## What you need to do:
Set down exactly the lines in the records below that run from the line with "use axum::Json;" to the line with "true once the", inclusive, and nothing more.

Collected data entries
*** Block opens ***
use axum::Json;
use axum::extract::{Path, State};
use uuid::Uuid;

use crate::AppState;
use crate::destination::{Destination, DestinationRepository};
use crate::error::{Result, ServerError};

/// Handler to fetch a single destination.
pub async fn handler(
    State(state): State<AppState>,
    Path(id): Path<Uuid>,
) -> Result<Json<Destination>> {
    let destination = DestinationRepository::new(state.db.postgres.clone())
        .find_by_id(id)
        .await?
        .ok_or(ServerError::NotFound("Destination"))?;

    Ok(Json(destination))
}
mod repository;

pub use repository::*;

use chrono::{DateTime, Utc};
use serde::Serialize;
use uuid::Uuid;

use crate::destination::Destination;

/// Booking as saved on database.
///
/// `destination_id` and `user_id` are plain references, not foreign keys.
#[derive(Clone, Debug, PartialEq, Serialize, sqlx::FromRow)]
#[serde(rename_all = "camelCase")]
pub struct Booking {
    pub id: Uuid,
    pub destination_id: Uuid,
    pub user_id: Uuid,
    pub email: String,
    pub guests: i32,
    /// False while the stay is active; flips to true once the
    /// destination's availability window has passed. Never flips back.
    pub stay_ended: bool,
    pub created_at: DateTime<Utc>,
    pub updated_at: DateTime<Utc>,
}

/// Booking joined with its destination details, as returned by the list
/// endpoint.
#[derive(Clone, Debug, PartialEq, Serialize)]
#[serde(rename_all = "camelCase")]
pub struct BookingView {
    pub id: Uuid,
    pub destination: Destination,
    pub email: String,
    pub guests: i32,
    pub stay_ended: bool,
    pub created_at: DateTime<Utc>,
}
*** Block closes ***
*** Block opens ***
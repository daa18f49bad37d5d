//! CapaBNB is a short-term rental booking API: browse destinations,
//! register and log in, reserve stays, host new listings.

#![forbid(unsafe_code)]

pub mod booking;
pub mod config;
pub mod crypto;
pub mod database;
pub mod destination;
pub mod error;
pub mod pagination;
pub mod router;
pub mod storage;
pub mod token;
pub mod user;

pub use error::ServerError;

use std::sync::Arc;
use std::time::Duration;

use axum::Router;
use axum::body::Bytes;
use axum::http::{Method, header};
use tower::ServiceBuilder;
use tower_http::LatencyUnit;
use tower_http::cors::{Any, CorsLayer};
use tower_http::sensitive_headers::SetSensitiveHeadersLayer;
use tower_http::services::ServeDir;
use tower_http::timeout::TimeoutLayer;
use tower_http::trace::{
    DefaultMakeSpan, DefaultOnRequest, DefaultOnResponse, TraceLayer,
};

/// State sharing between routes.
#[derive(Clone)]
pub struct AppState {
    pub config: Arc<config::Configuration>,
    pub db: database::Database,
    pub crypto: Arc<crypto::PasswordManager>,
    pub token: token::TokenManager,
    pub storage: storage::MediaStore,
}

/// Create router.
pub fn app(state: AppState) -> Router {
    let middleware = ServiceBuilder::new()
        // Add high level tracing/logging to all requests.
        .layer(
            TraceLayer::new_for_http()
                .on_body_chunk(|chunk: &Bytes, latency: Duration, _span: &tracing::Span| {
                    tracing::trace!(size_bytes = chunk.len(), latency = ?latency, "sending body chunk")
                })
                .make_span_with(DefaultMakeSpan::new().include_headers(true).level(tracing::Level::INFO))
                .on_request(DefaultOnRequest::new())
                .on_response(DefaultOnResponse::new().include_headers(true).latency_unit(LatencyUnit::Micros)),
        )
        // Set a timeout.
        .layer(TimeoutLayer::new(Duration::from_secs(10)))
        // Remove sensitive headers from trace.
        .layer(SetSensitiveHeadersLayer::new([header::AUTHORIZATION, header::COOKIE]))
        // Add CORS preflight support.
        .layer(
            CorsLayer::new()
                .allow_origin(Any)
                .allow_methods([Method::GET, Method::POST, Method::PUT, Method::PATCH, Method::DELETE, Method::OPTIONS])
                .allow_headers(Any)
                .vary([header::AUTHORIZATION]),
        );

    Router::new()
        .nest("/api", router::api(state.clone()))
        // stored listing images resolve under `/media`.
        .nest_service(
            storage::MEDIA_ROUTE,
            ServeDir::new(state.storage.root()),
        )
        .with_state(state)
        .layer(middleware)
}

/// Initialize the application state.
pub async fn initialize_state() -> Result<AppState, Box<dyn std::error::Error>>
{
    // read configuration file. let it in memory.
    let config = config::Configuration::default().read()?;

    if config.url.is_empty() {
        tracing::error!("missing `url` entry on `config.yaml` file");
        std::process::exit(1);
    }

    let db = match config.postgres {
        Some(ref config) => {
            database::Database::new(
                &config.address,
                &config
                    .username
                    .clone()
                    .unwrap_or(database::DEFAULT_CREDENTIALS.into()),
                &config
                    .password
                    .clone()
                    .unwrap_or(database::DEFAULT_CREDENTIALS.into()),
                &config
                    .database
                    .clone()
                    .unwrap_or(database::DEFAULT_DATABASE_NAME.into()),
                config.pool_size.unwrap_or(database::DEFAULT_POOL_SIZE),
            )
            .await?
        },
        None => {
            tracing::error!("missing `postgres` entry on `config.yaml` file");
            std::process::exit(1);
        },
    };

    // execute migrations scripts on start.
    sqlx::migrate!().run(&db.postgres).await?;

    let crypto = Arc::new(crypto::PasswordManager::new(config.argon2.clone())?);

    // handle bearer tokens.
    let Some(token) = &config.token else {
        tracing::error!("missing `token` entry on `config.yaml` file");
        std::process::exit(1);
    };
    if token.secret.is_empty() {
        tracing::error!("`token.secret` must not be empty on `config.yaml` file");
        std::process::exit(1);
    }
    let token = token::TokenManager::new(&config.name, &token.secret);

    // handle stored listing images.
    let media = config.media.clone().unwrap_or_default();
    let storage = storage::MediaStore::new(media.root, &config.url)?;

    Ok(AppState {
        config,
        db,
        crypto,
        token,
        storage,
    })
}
*** Block closes ***
## Exercise output:
use axum::Json;
use axum::extract::{Path, State};
use uuid::Uuid;

use crate::AppState;
use crate::destination::{Destination, DestinationRepository};
use crate::error::{Result, ServerError};

/// Handler to fetch a single destination.
pub async fn handler(
    State(state): State<AppState>,
    Path(id): Path<Uuid>,
) -> Result<Json<Destination>> {
    let destination = DestinationRepository::new(state.db.postgres.clone())
        .find_by_id(id)
        .await?
        .ok_or(ServerError::NotFound("Destination"))?;

    Ok(Json(destination))
}
mod repository;

pub use repository::*;

use chrono::{DateTime, Utc};
use serde::Serialize;
use uuid::Uuid;

use crate::destination::Destination;

/// Booking as saved on database.
///
/// `destination_id` and `user_id` are plain references, not foreign keys.
#[derive(Clone, Debug, PartialEq, Serialize, sqlx::FromRow)]
#[serde(rename_all = "camelCase")]
pub struct Booking {
    pub id: Uuid,
    pub destination_id: Uuid,
    pub user_id: Uuid,
    pub email: String,
    pub guests: i32,
    /// False while the stay is active; flips to true once the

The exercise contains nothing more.